Giddily we’d made up our own lyrics:
Guten Tagen, Wiedersehen! We were in a snow-globe world. Sam from Colorado, Elke on the prowl, warm hearted Gil and a few others whose names I never caught, tap dancing on cobblestone streets, singing silly verses and laughing till our breath froze.
We arrived at the station just as the last train to Heidelberg was pulling out. “Run!” Sam yelled as we joined a crowd of young Germans rushing the train. Once on board, the chaotic scene made it impossible for our group to stay together. Unconcerned with the others, Gil grabbed my hand and pulled me through the mob.
Two cars down we finally found a seat and snuggled together by the window as the train rambled along. For once in my life I didn’t feel the need to talk. I was content to listen to the riotous laughter and singing coming from the other cars, while Gil fiddled with my long, stringy hair “looking for split ends,” he claimed with a chuckle.

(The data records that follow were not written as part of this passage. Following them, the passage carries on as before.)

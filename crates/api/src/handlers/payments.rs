//! Handlers for the `/payments` resource: checkout initialization, redirect
//! verification and the gateway webhook.

use alms_core::cause::accepts_donations;
use alms_core::donation::{generate_reference, DonationMetadata};
use alms_core::error::CoreError;
use alms_core::money::{to_minor_units, validate_currency};
use alms_core::types::DbId;
use alms_db::repositories::CauseRepo;
use alms_gateway::webhook::{verify_webhook_signature, WebhookEvent, SIGNATURE_HEADER};
use alms_gateway::InitializeRequest;
use axum::body::Bytes;
use axum::extract::{Path, State};
use axum::http::{HeaderMap, StatusCode};
use axum::Json;
use serde::{Deserialize, Serialize};
use validator::Validate;

use crate::error::{AppError, AppResult};
use crate::handlers::normalize_email;
use crate::middleware::auth::OptionalAuthUser;
use crate::payments::{verify_and_record, VerificationOutcome};
use crate::response::DataResponse;
use crate::state::AppState;

// ---------------------------------------------------------------------------
// Request / response types
// ---------------------------------------------------------------------------

/// Request body for `POST /payments/initialize`. `amount` is in major units.
#[derive(Debug, Deserialize, Validate)]
pub struct InitializePaymentRequest {
    #[validate(email(message = "must be a valid email address"))]
    pub email: String,
    pub amount: f64,
    pub currency: Option<String>,
    pub cause_id: Option<DbId>,
    #[validate(length(max = 200, message = "must be at most 200 characters"))]
    pub donor_name: Option<String>,
    #[serde(default)]
    pub is_recurring: bool,
    #[serde(default)]
    pub is_anonymous: bool,
    #[validate(length(max = 1000, message = "must be at most 1000 characters"))]
    pub message: Option<String>,
}

/// Where to send the donor to complete payment.
#[derive(Debug, Serialize)]
pub struct InitializePaymentResponse {
    pub authorization_url: String,
    pub access_code: String,
    pub reference: String,
}

// ---------------------------------------------------------------------------
// Handlers
// ---------------------------------------------------------------------------

/// POST /api/v1/payments/initialize
///
/// Open a hosted checkout session. Nothing is written locally; the donation
/// row is created when the payment is verified.
pub async fn initialize_payment(
    State(state): State<AppState>,
    OptionalAuthUser(user): OptionalAuthUser,
    Json(mut input): Json<InitializePaymentRequest>,
) -> AppResult<Json<DataResponse<InitializePaymentResponse>>> {
    input.email = normalize_email(&input.email);
    input.validate()?;

    let amount_minor = to_minor_units(input.amount)?;

    let cause = match input.cause_id {
        Some(cause_id) => Some(CauseRepo::find_by_id(&state.pool, cause_id).await?.ok_or(
            AppError::Core(CoreError::NotFound {
                entity: "Cause",
                id: cause_id,
            }),
        )?),
        None => None,
    };

    // A cause is credited in its own currency only.
    let currency = match (input.currency, &cause) {
        (Some(currency), Some(cause)) if currency != cause.currency => {
            return Err(AppError::Core(CoreError::Validation(format!(
                "Cause '{}' accepts donations in {}, not {currency}",
                cause.title, cause.currency
            ))));
        }
        (Some(currency), _) => currency,
        (None, Some(cause)) => cause.currency.clone(),
        (None, None) => state.config.payment.default_currency.clone(),
    };
    validate_currency(&currency)?;

    if let Some(cause) = &cause {
        if !accepts_donations(&cause.status) {
            return Err(AppError::Core(CoreError::Conflict(format!(
                "Cause '{}' is not accepting donations",
                cause.title
            ))));
        }
    }

    let metadata = DonationMetadata {
        donor_name: input.donor_name.filter(|n| !n.trim().is_empty()),
        is_recurring: input.is_recurring,
        is_anonymous: input.is_anonymous,
        cause_id: input.cause_id,
        user_id: user.map(|u| u.user_id),
        message: input.message.filter(|m| !m.trim().is_empty()),
    };

    let request = InitializeRequest {
        email: input.email,
        amount_minor,
        currency,
        reference: generate_reference(),
        callback_url: Some(state.config.payment.callback_url.clone()),
        metadata: metadata.to_value(),
    };

    let checkout = state.gateway.initialize(&request).await?;

    tracing::info!(
        reference = %checkout.reference,
        amount_minor,
        cause_id = ?metadata.cause_id,
        "Checkout initialized"
    );

    Ok(Json(DataResponse {
        data: InitializePaymentResponse {
            authorization_url: checkout.authorization_url,
            access_code: checkout.access_code,
            reference: checkout.reference,
        },
    }))
}

/// POST /api/v1/payments/verify/{reference}
///
/// Called by the client after the gateway redirects back. Safe to repeat.
pub async fn verify_payment(
    State(state): State<AppState>,
    Path(reference): Path<String>,
) -> AppResult<Json<DataResponse<VerificationOutcome>>> {
    let outcome = verify_and_record(&state, &reference).await?;
    Ok(Json(DataResponse { data: outcome }))
}

/// POST /api/v1/payments/webhook
///
/// Gateway-to-server notification. The raw body must carry a valid HMAC
/// signature. `charge.success` events are re-verified with the gateway and
/// recorded through the same path as redirects; other events are
/// acknowledged and ignored.
///
/// A payment the gateway reports as unsuccessful is acknowledged with 200 so
/// the gateway stops retrying. Gateway and database failures return an error
/// so it retries later.
pub async fn payment_webhook(
    State(state): State<AppState>,
    headers: HeaderMap,
    body: Bytes,
) -> AppResult<StatusCode> {
    let signature = headers
        .get(SIGNATURE_HEADER)
        .and_then(|v| v.to_str().ok())
        .ok_or_else(|| {
            AppError::Core(CoreError::Unauthorized("Missing webhook signature".into()))
        })?;

    if !verify_webhook_signature(&state.config.payment.secret_key, &body, signature) {
        tracing::warn!("Rejected webhook with invalid signature");
        return Err(AppError::Core(CoreError::Unauthorized(
            "Invalid webhook signature".into(),
        )));
    }

    let event: WebhookEvent = serde_json::from_slice(&body)
        .map_err(|e| AppError::BadRequest(format!("Malformed webhook payload: {e}")))?;

    if !event.is_charge_success() {
        tracing::debug!(event = %event.event, "Ignoring webhook event");
        return Ok(StatusCode::OK);
    }

    let reference = event
        .reference()
        .ok_or_else(|| AppError::BadRequest("Webhook event has no reference".into()))?;

    match verify_and_record(&state, reference).await {
        Ok(outcome) => {
            tracing::info!(
                reference,
                donation_id = outcome.donation.id,
                already_recorded = outcome.already_recorded,
                "Webhook processed"
            );
            Ok(StatusCode::OK)
        }
        Err(AppError::PaymentNotSuccessful { status, .. }) => {
            tracing::info!(reference, %status, "Webhook for unsuccessful payment");
            Ok(StatusCode::OK)
        }
        Err(e) => Err(e),
    }
}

Heidelberg Castle sits on a hill overlooking a generally quiet campus town. Its fortress walls, which easily span several city blocks, were lit by a barrage of pastel lights. The crowd erupted in cheers as we entered the station and leapt from the train. The idea was to get as close as possible to the castle for the best view and so the mob snaked its way up the hill, along the route buying beer in red plastic cups and kazoos that sounded like drunken mallards from gypsy street vendors. I realized in that particular moment we were not German or French or Italian or American; those labels were meaningless as we marched uphill to storm the storybook castle singing a song whose lyrics were universal. We’d just managed to reach the medieval center of town when the fireworks began, first as fizzles in the falling snow, and then, mini starbursts. These were promptly followed by sonic booms echoing in the clouds high above. The show continued for thirty minutes, gaining in intensity until the sky was filled with iridescent glitter raining down upon us. The finale, a blinding explosion of silver and gold, exposed armor-clad knights and their bejeweled ladies standing on the battlements in defiance of time and death.
Happy New Year’s everyone!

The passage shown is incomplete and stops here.